____ Data extracts
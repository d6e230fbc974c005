//! Configuration types and loading
//!
//! Config precedence: CLI args > env vars > config file > defaults.
//! Secrets (client secret, session token, login password) are loaded from
//! env vars or `*_file` paths, never stored in the TOML directly.

use common::Secret;
use connectivity_client::{
    ClientConfig, Credentials, Environment, HttpClientConfig, LogInRequest, Server,
};
use serde::Deserialize;
use std::collections::BTreeMap;
use std::path::{Path, PathBuf};
use std::time::Duration;

pub const CLIENT_SECRET_ENV: &str = "CONNECTIVITY_CLIENT_SECRET";
pub const SESSION_TOKEN_ENV: &str = "CONNECTIVITY_SESSION_TOKEN";
pub const LOGIN_PASSWORD_ENV: &str = "CONNECTIVITY_LOGIN_PASSWORD";

/// Root configuration
#[derive(Debug, Deserialize)]
pub struct Config {
    #[serde(default)]
    pub client: ClientSection,
    pub credentials: CredentialsSection,
    #[serde(default)]
    pub http: HttpSection,
    #[serde(default)]
    pub login: Option<LoginSection>,
}

/// Target environment and optional base URL overrides
#[derive(Debug, Default, Deserialize)]
pub struct ClientSection {
    #[serde(default)]
    pub environment: Environment,
    /// Replaces the business API base URL (e.g. a private deployment)
    #[serde(default)]
    pub base_url: Option<String>,
    /// Replaces the OAuth token server base URL
    #[serde(default)]
    pub oauth_base_url: Option<String>,
    #[serde(skip)]
    pub session_token: Option<Secret<String>>,
    /// Path to a file containing the M2M session token
    #[serde(default)]
    pub session_token_file: Option<PathBuf>,
}

/// OAuth client credentials
#[derive(Debug, Deserialize)]
pub struct CredentialsSection {
    pub client_id: String,
    #[serde(skip)]
    pub client_secret: Option<Secret<String>>,
    /// Path to a file containing the client secret
    #[serde(default)]
    pub client_secret_file: Option<PathBuf>,
}

/// HTTP client settings
#[derive(Debug, Deserialize)]
pub struct HttpSection {
    #[serde(default = "default_timeout")]
    pub timeout_secs: u64,
    #[serde(default)]
    pub user_agent: Option<String>,
}

impl Default for HttpSection {
    fn default() -> Self {
        Self {
            timeout_secs: default_timeout(),
            user_agent: None,
        }
    }
}

/// Session login performed after the token is acquired
#[derive(Debug, Deserialize)]
pub struct LoginSection {
    pub username: String,
    #[serde(skip)]
    pub password: Option<Secret<String>>,
    /// Path to a file containing the login password
    #[serde(default)]
    pub password_file: Option<PathBuf>,
}

fn default_timeout() -> u64 {
    100
}

impl Config {
    /// Load configuration from a TOML file, then resolve secrets.
    ///
    /// Each secret resolves from its env var first, then its `*_file` path.
    /// The client secret is required; the others are optional.
    pub fn load(path: &Path) -> common::Result<Self> {
        let contents = std::fs::read_to_string(path)?;
        let mut config: Config = toml::from_str(&contents)?;
        config.validate()?;

        config.credentials.client_secret = resolve_secret(
            CLIENT_SECRET_ENV,
            config.credentials.client_secret_file.as_deref(),
        )?;
        if config.credentials.client_secret.is_none() {
            return Err(common::Error::Config(format!(
                "client secret missing: set {CLIENT_SECRET_ENV} or credentials.client_secret_file"
            )));
        }

        config.client.session_token = resolve_secret(
            SESSION_TOKEN_ENV,
            config.client.session_token_file.as_deref(),
        )?;

        if let Some(login) = config.login.as_mut() {
            login.password = resolve_secret(LOGIN_PASSWORD_ENV, login.password_file.as_deref())?;
        }

        Ok(config)
    }

    fn validate(&self) -> common::Result<()> {
        if self.credentials.client_id.trim().is_empty() {
            return Err(common::Error::Config(
                "credentials.client_id must not be empty".into(),
            ));
        }

        for (name, url) in [
            ("client.base_url", &self.client.base_url),
            ("client.oauth_base_url", &self.client.oauth_base_url),
        ] {
            if let Some(url) = url
                .as_deref()
                .filter(|u| !u.starts_with("http://") && !u.starts_with("https://"))
            {
                return Err(common::Error::Config(format!(
                    "{name} must start with http:// or https://, got: {url}"
                )));
            }
        }

        if self.http.timeout_secs == 0 {
            return Err(common::Error::Config(
                "timeout_secs must be greater than 0".into(),
            ));
        }

        Ok(())
    }

    /// Library configuration for this file.
    pub fn client_config(&self) -> ClientConfig {
        let mut server_overrides = BTreeMap::new();
        if let Some(url) = &self.client.base_url {
            server_overrides.insert(Server::Default, url.clone());
        }
        if let Some(url) = &self.client.oauth_base_url {
            server_overrides.insert(Server::OAuthServer, url.clone());
        }

        let client_secret = self.credentials.client_secret.clone().unwrap_or_default();

        ClientConfig {
            environment: self.client.environment,
            session_token: self.client.session_token.clone().unwrap_or_default(),
            credentials: Credentials::new(self.credentials.client_id.clone(), client_secret),
            http: HttpClientConfig {
                timeout: Duration::from_secs(self.http.timeout_secs),
                user_agent: self.http.user_agent.clone(),
            },
            server_overrides,
            ..Default::default()
        }
    }

    /// Login body, if a `[login]` section is configured.
    pub fn login_request(&self) -> Option<LogInRequest> {
        self.login.as_ref().map(|login| LogInRequest {
            username: Some(login.username.clone()),
            password: login.password.as_ref().map(|p| p.expose().clone()),
        })
    }

    /// Resolve config file path from CLI arg or CONFIG_PATH env var.
    pub fn resolve_path(cli_path: Option<&str>) -> PathBuf {
        if let Some(p) = cli_path {
            return PathBuf::from(p);
        }
        if let Ok(p) = std::env::var("CONFIG_PATH") {
            return PathBuf::from(p);
        }
        PathBuf::from("connectivity.toml")
    }
}
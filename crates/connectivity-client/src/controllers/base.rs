//! Request dispatcher shared by every controller
//!
//! One call goes through:
//! 1. base URL resolution for the call's server alias (override first)
//! 2. request building: query/form flattening, fixed headers, call headers
//! 3. the before-request hook
//! 4. authentication for the call's scope
//! 5. the transport, raced against the caller's `CancellationToken`
//! 6. the after-response hook
//! 7. classification: endpoint error cases, then non-2xx → `Error::Api`

use std::sync::Arc;
use std::time::Instant;

use reqwest::Method;
use serde::Serialize;
use serde::de::DeserializeOwned;
use serde_json::Value;
use tokio_util::sync::CancellationToken;
use tracing::{debug, instrument, warn};
use url::Url;

use crate::SESSION_TOKEN_HEADER;
use crate::auth::AuthManagers;
use crate::config::ClientSettings;
use crate::error::{ApiError, Error, Result};
use crate::http::params::flatten_pairs;
use crate::http::{FormFields, HttpCallback, HttpContext, HttpRequest, HttpResponse, HttpTransport, RequestBody};
use crate::server::Server;

/// Maps a response with a specific status to an endpoint-specific error.
pub type ErrorCase = fn(&HttpContext) -> Error;

#[derive(Debug, Clone)]
enum CallBody {
    Empty,
    Json(String),
    Form(Vec<(String, Value)>),
}

/// Description of one endpoint invocation.
#[derive(Debug, Clone)]
pub struct ApiCall {
    endpoint: &'static str,
    method: Method,
    server: Server,
    path: String,
    headers: Vec<(String, String)>,
    query: Vec<(String, Value)>,
    body: CallBody,
    auth_scope: Option<&'static str>,
    error_cases: Vec<(u16, ErrorCase)>,
}

impl ApiCall {
    /// `endpoint` labels logs and metrics; `path` is appended to the
    /// server's base URL.
    pub fn new(endpoint: &'static str, method: Method, server: Server, path: impl Into<String>) -> Self {
        Self {
            endpoint,
            method,
            server,
            path: path.into(),
            headers: Vec::new(),
            query: Vec::new(),
            body: CallBody::Empty,
            auth_scope: None,
            error_cases: Vec::new(),
        }
    }

    pub fn header(mut self, name: impl Into<String>, value: impl Into<String>) -> Self {
        self.headers.push((name.into(), value.into()));
        self
    }

    pub fn query_param(mut self, name: impl Into<String>, value: impl Into<Value>) -> Self {
        self.query.push((name.into(), value.into()));
        self
    }

    pub fn json_body<T: Serialize>(mut self, body: &T) -> Result<Self> {
        let json = serde_json::to_string(body)
            .map_err(|e| Error::InvalidRequest(format!("{}: cannot serialize body: {e}", self.endpoint)))?;
        self.body = CallBody::Json(json);
        Ok(self)
    }

    /// Append one form field. A JSON body set earlier is replaced.
    pub fn form_field(mut self, name: impl Into<String>, value: impl Into<Value>) -> Self {
        let pair = (name.into(), value.into());
        match &mut self.body {
            CallBody::Form(fields) => fields.push(pair),
            _ => self.body = CallBody::Form(vec![pair]),
        }
        self
    }

    pub fn form_fields(self, fields: FormFields) -> Self {
        fields
            .into_iter()
            .fold(self, |call, (name, value)| call.form_field(name, value))
    }

    /// Require the auth manager registered under `scope`.
    pub fn authenticated(mut self, scope: &'static str) -> Self {
        self.auth_scope = Some(scope);
        self
    }

    /// Map responses with `status` through `case` instead of the generic
    /// `Error::Api`. First registration for a status wins.
    pub fn error_case(mut self, status: u16, case: ErrorCase) -> Self {
        self.error_cases.push((status, case));
        self
    }
}

/// Sends `ApiCall`s for one client.
#[derive(Clone)]
pub struct Dispatcher {
    settings: Arc<ClientSettings>,
    transport: Arc<dyn HttpTransport>,
    auth_managers: AuthManagers,
    callback: Option<Arc<dyn HttpCallback>>,
}

impl Dispatcher {
    pub(crate) fn new(
        settings: Arc<ClientSettings>,
        transport: Arc<dyn HttpTransport>,
        auth_managers: AuthManagers,
        callback: Option<Arc<dyn HttpCallback>>,
    ) -> Self {
        Self {
            settings,
            transport,
            auth_managers,
            callback,
        }
    }

    /// Base URL for `server` under this client's environment and overrides.
    pub fn base_uri(&self, server: Server) -> &str {
        self.settings.base_uri(server)
    }

    fn build_request(&self, call: &ApiCall) -> Result<HttpRequest> {
        let base = self.base_uri(call.server);
        debug!(server = %call.server, base, "resolved base URL");

        let mut url = Url::parse(&format!("{base}{}", call.path))
            .map_err(|e| Error::InvalidRequest(format!("{}: invalid URL: {e}", call.endpoint)))?;
        let query = flatten_pairs(&call.query, self.settings.array_serialization);
        if !query.is_empty() {
            url.query_pairs_mut().extend_pairs(query.iter());
        }

        let mut request = HttpRequest::new(call.method.clone(), url);
        request.body = match &call.body {
            CallBody::Empty => RequestBody::Empty,
            CallBody::Json(json) => RequestBody::Json(json.clone()),
            CallBody::Form(fields) => {
                RequestBody::Form(flatten_pairs(fields, self.settings.array_serialization))
            }
        };

        request.set_header("user-agent", &self.settings.user_agent)?;
        request.set_header("accept", "application/json")?;
        if let Some(content_type) = request.body.content_type() {
            request.set_header("content-type", content_type)?;
        }
        if !self.settings.session_token.is_empty() {
            request.set_header(SESSION_TOKEN_HEADER, self.settings.session_token.expose())?;
        }
        for (name, value) in &call.headers {
            request.set_header(name, value)?;
        }
        Ok(request)
    }

    /// Send `call` and return the exchange on success.
    #[instrument(skip_all, fields(endpoint = call.endpoint, method = %call.method))]
    pub async fn execute(&self, call: ApiCall, cancel: &CancellationToken) -> Result<HttpContext> {
        let request = self.build_request(&call)?;

        if let Some(callback) = &self.callback {
            callback.on_before_request(&request);
        }

        let request = match call.auth_scope {
            Some(scope) => {
                let manager = self
                    .auth_managers
                    .get(scope)
                    .ok_or_else(|| Error::UnknownAuthScope(scope.to_owned()))?;
                manager.apply(request).inspect_err(|e| {
                    warn!(scope, manager = manager.id(), error = %e, "authentication not applied");
                })?
            }
            None => request,
        };

        debug!(url = %request.url, "sending request");
        let started = Instant::now();
        let response = tokio::select! {
            biased;
            _ = cancel.cancelled() => {
                warn!("request cancelled");
                return Err(Error::Cancelled);
            }
            result = self.transport.execute(&request) => result?,
        };
        crate::metrics::record_request(call.endpoint, response.status, started.elapsed().as_secs_f64());
        debug!(status = response.status, "response received");

        if let Some(callback) = &self.callback {
            callback.on_after_response(&response);
        }

        let context = HttpContext { request, response };
        let status = context.response.status;
        if let Some((_, case)) = call.error_cases.iter().find(|(code, _)| *code == status) {
            let error = case(&context);
            warn!(status, error = %error, "endpoint returned an error");
            return Err(error);
        }
        validate_response(&context)?;
        Ok(context)
    }

    /// `execute` then decode the JSON body as `T`.
    pub async fn execute_json<T: DeserializeOwned>(
        &self,
        call: ApiCall,
        cancel: &CancellationToken,
    ) -> Result<T> {
        let context = self.execute(call, cancel).await?;
        deserialize(&context.response)
    }
}

fn validate_response(context: &HttpContext) -> Result<()> {
    if context.response.is_success() {
        return Ok(());
    }
    warn!(status = context.response.status, "HTTP response not OK");
    Err(ApiError::from_response(&context.response).into())
}

pub(crate) fn deserialize<T: DeserializeOwned>(response: &HttpResponse) -> Result<T> {
    serde_json::from_str(&response.body).map_err(|e| Error::Deserialize(e.to_string()))
}
//! Error taxonomy for connectivity client operations
//!
//! Token state errors (`Precondition`, `Auth`) are raised locally before any
//! I/O. Response errors (`OAuthProvider`, `RestError`, `Api`) carry the
//! status and raw body of the response that produced them. Nothing is
//! retried; every variant surfaces to the caller of the originating call.

use reqwest::header::HeaderMap;
use serde::Deserialize;

use crate::http::HttpResponse;

/// Errors from connectivity client operations.
#[derive(Debug, thiserror::Error)]
pub enum Error {
    #[error("precondition failed: {0}")]
    Precondition(String),

    #[error(transparent)]
    Auth(#[from] AuthError),

    #[error(transparent)]
    OAuthProvider(#[from] OAuthProviderError),

    #[error(transparent)]
    RestError(#[from] RestErrorResponse),

    #[error(transparent)]
    Api(#[from] ApiError),

    #[error("HTTP request failed: {0}")]
    Http(String),

    #[error("request cancelled")]
    Cancelled,

    #[error("invalid response body: {0}")]
    Deserialize(String),

    #[error("invalid request: {0}")]
    InvalidRequest(String),

    #[error("no auth manager registered for scope {0:?}")]
    UnknownAuthScope(String),

    #[error("configuration error: {0}")]
    Config(String),

    #[error("blocking call made from within an async runtime; use the async form instead")]
    BlockingInAsyncContext,
}

impl Error {
    /// HTTP status of the response behind this error, if there was one.
    pub fn status(&self) -> Option<u16> {
        match self {
            Error::OAuthProvider(e) => Some(e.status),
            Error::RestError(e) => Some(e.status),
            Error::Api(e) => Some(e.status),
            _ => None,
        }
    }
}

/// Result alias for connectivity client operations.
pub type Result<T> = std::result::Result<T, Error>;

/// Bearer token missing or expired when applying authentication.
///
/// The caller must fetch a token (and rebuild or retry) before the call can
/// succeed; applying never refreshes on its own.
#[derive(Debug, Clone, Copy, PartialEq, Eq, thiserror::Error)]
pub enum AuthError {
    #[error("client is not authorized: an OAuth token is needed to make API calls")]
    NotAuthorized,

    #[error("OAuth token is expired: a valid token is needed to make API calls")]
    TokenExpired,
}

/// Non-success response that no endpoint-specific mapping claimed.
#[derive(Debug, Clone, thiserror::Error)]
#[error("HTTP response not OK (status {status})")]
pub struct ApiError {
    pub status: u16,
    pub headers: HeaderMap,
    pub body: String,
}

impl ApiError {
    pub(crate) fn from_response(response: &HttpResponse) -> Self {
        Self {
            status: response.status,
            headers: response.headers.clone(),
            body: response.body.clone(),
        }
    }
}

/// Why the token endpoint rejected a request.
#[derive(Debug, Clone, Copy, PartialEq, Eq, thiserror::Error)]
pub enum OAuthFailure {
    /// HTTP 400 from the token endpoint
    #[error("OAuth 2 provider returned an error")]
    ProviderError,

    /// HTTP 401 from the token endpoint
    #[error("OAuth 2 provider says client authentication failed")]
    ClientAuthenticationFailed,
}

/// Token endpoint rejection. Carries the RFC 6749 error fields when the
/// provider sent them.
#[derive(Debug, Clone, thiserror::Error)]
#[error("{}{}", .reason, detail(.error, .error_description))]
pub struct OAuthProviderError {
    pub reason: OAuthFailure,
    pub status: u16,
    pub error: Option<String>,
    pub error_description: Option<String>,
    pub error_uri: Option<String>,
    pub body: String,
}

#[derive(Deserialize)]
struct OAuthErrorBody {
    error: Option<String>,
    error_description: Option<String>,
    error_uri: Option<String>,
}

impl OAuthProviderError {
    pub(crate) fn from_response(reason: OAuthFailure, response: &HttpResponse) -> Self {
        let parsed = serde_json::from_str::<OAuthErrorBody>(&response.body).ok();
        let (error, error_description, error_uri) = match parsed {
            Some(b) => (b.error, b.error_description, b.error_uri),
            None => (None, None, None),
        };
        Self {
            reason,
            status: response.status,
            error,
            error_description,
            error_uri,
            body: response.body.clone(),
        }
    }
}

/// Structured error body returned by business endpoints (`errorCode`,
/// `errorMessage`).
#[derive(Debug, Clone, thiserror::Error)]
#[error("error response (status {}){}", .status, detail(.error_code, .error_message))]
pub struct RestErrorResponse {
    pub status: u16,
    pub error_code: Option<String>,
    pub error_message: Option<String>,
    pub body: String,
}

#[derive(Deserialize)]
struct RestErrorBody {
    #[serde(rename = "errorCode")]
    error_code: Option<String>,
    #[serde(rename = "errorMessage")]
    error_message: Option<String>,
}

impl RestErrorResponse {
    pub(crate) fn from_response(response: &HttpResponse) -> Self {
        let parsed = serde_json::from_str::<RestErrorBody>(&response.body).ok();
        let (error_code, error_message) = match parsed {
            Some(b) => (b.error_code, b.error_message),
            None => (None, None),
        };
        Self {
            status: response.status,
            error_code,
            error_message,
            body: response.body.clone(),
        }
    }
}

fn detail(code: &Option<String>, message: &Option<String>) -> String {
    match (code, message) {
        (Some(code), Some(message)) => format!(": {code}: {message}"),
        (Some(only), None) | (None, Some(only)) => format!(": {only}"),
        (None, None) => String::new(),
    }
}

#[cfg(test)]
mod tests {
    use super::*;
    use bytes::Bytes;

    fn response(status: u16, body: &str) -> HttpResponse {
        HttpResponse::new(status, HeaderMap::new(), Bytes::from(body.to_owned()))
    }

    #[test]
    fn auth_errors_are_distinguishable() {
        assert_ne!(AuthError::NotAuthorized, AuthError::TokenExpired);
        assert!(AuthError::NotAuthorized.to_string().contains("not authorized"));
        assert!(AuthError::TokenExpired.to_string().contains("expired"));
    }

    #[test]
    fn oauth_provider_error_parses_rfc6749_body() {
        let err = OAuthProviderError::from_response(
            OAuthFailure::ProviderError,
            &response(
                400,
                r#"{"error":"invalid_scope","error_description":"scope not allowed"}"#,
            ),
        );
        assert_eq!(err.status, 400);
        assert_eq!(err.error.as_deref(), Some("invalid_scope"));
        assert_eq!(err.error_uri, None);
        assert_eq!(
            err.to_string(),
            "OAuth 2 provider returned an error: invalid_scope: scope not allowed"
        );
    }

    #[test]
    fn oauth_provider_error_tolerates_non_json_body() {
        let err = OAuthProviderError::from_response(
            OAuthFailure::ClientAuthenticationFailed,
            &response(401, "<html>denied</html>"),
        );
        assert_eq!(err.error, None);
        assert_eq!(err.body, "<html>denied</html>");
        assert_eq!(
            err.to_string(),
            "OAuth 2 provider says client authentication failed"
        );
    }

    #[test]
    fn rest_error_response_parses_error_fields() {
        let err = RestErrorResponse::from_response(&response(
            400,
            r#"{"errorCode":"REQUEST_FAILED.UnexpectedError","errorMessage":"Could not log in"}"#,
        ));
        assert_eq!(err.error_code.as_deref(), Some("REQUEST_FAILED.UnexpectedError"));
        assert_eq!(err.error_message.as_deref(), Some("Could not log in"));
        assert!(err.to_string().starts_with("error response (status 400)"));
    }

    #[test]
    fn status_is_exposed_for_response_errors_only() {
        let api: Error = ApiError::from_response(&response(503, "busy")).into();
        assert_eq!(api.status(), Some(503));
        assert_eq!(Error::Cancelled.status(), None);
        assert_eq!(Error::from(AuthError::TokenExpired).status(), None);
    }
}
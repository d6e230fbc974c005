//! Authentication: credential/token model, the `AuthManager` seam and the
//! named registry the dispatcher looks scopes up in.

pub mod client_credentials;
pub mod credentials;
pub mod token;

use std::any::Any;
use std::collections::HashMap;
use std::fmt;
use std::sync::Arc;

pub use client_credentials::ClientCredentialsAuthManager;
pub use credentials::Credentials;
pub use token::{OAuthToken, unix_now};

use crate::BoxFuture;
use crate::error::Result;
use crate::http::{FormFields, HttpRequest};

/// Scope name under which the client-credentials manager is registered.
pub const GLOBAL_SCOPE: &str = "global";

/// Authenticates outgoing requests for one scope.
///
/// Implementations must be `Send + Sync`; the client shares them across
/// tasks behind `Arc`.
pub trait AuthManager: Send + Sync {
    /// Short identifier for logs (e.g. "client_credentials").
    fn id(&self) -> &str;

    /// Whether the held token is past its expiry.
    /// `Error::Precondition` when no token is held.
    fn is_expired(&self) -> Result<bool>;

    /// Stamp authentication onto `request`. Never fetches a token.
    fn apply(&self, request: HttpRequest) -> Result<HttpRequest>;

    /// Obtain and store a new token.
    fn fetch_token(&self, fields: Option<FormFields>) -> BoxFuture<'_, Result<OAuthToken>>;

    /// Concrete-type recovery, used when a client is rebuilt.
    fn as_any(&self) -> &dyn Any;
}

/// Issues tokens for a `Basic` client authorization.
///
/// Implemented by `OAuthAuthorizationController`; the auth manager depends
/// on this seam rather than on the controller.
pub trait TokenIssuer: Send + Sync {
    fn request_token<'a>(
        &'a self,
        authorization: &'a str,
        scope: Option<&'a str>,
        fields: Option<FormFields>,
    ) -> BoxFuture<'a, Result<OAuthToken>>;
}

/// Scope name → auth manager.
#[derive(Clone, Default)]
pub struct AuthManagers {
    managers: HashMap<String, Arc<dyn AuthManager>>,
}

impl AuthManagers {
    pub fn new() -> Self {
        Self::default()
    }

    pub fn get(&self, scope: &str) -> Option<&Arc<dyn AuthManager>> {
        self.managers.get(scope)
    }

    /// Register `manager` under `scope`, returning the one it replaced.
    pub fn insert(
        &mut self,
        scope: impl Into<String>,
        manager: Arc<dyn AuthManager>,
    ) -> Option<Arc<dyn AuthManager>> {
        self.managers.insert(scope.into(), manager)
    }

    pub fn contains(&self, scope: &str) -> bool {
        self.managers.contains_key(scope)
    }

    pub fn len(&self) -> usize {
        self.managers.len()
    }

    pub fn is_empty(&self) -> bool {
        self.managers.is_empty()
    }

    /// Registered scope names, sorted.
    pub fn scopes(&self) -> Vec<&str> {
        let mut scopes: Vec<&str> = self.managers.keys().map(String::as_str).collect();
        scopes.sort_unstable();
        scopes
    }
}

impl fmt::Debug for AuthManagers {
    fn fmt(&self, f: &mut fmt::Formatter<'_>) -> fmt::Result {
        f.debug_struct("AuthManagers")
            .field("scopes", &self.scopes())
            .finish()
    }
}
________
=== Work order ===
Across the data above, how many lines include the word "insert"? Give only the number.

=== Response to this exercise ===
4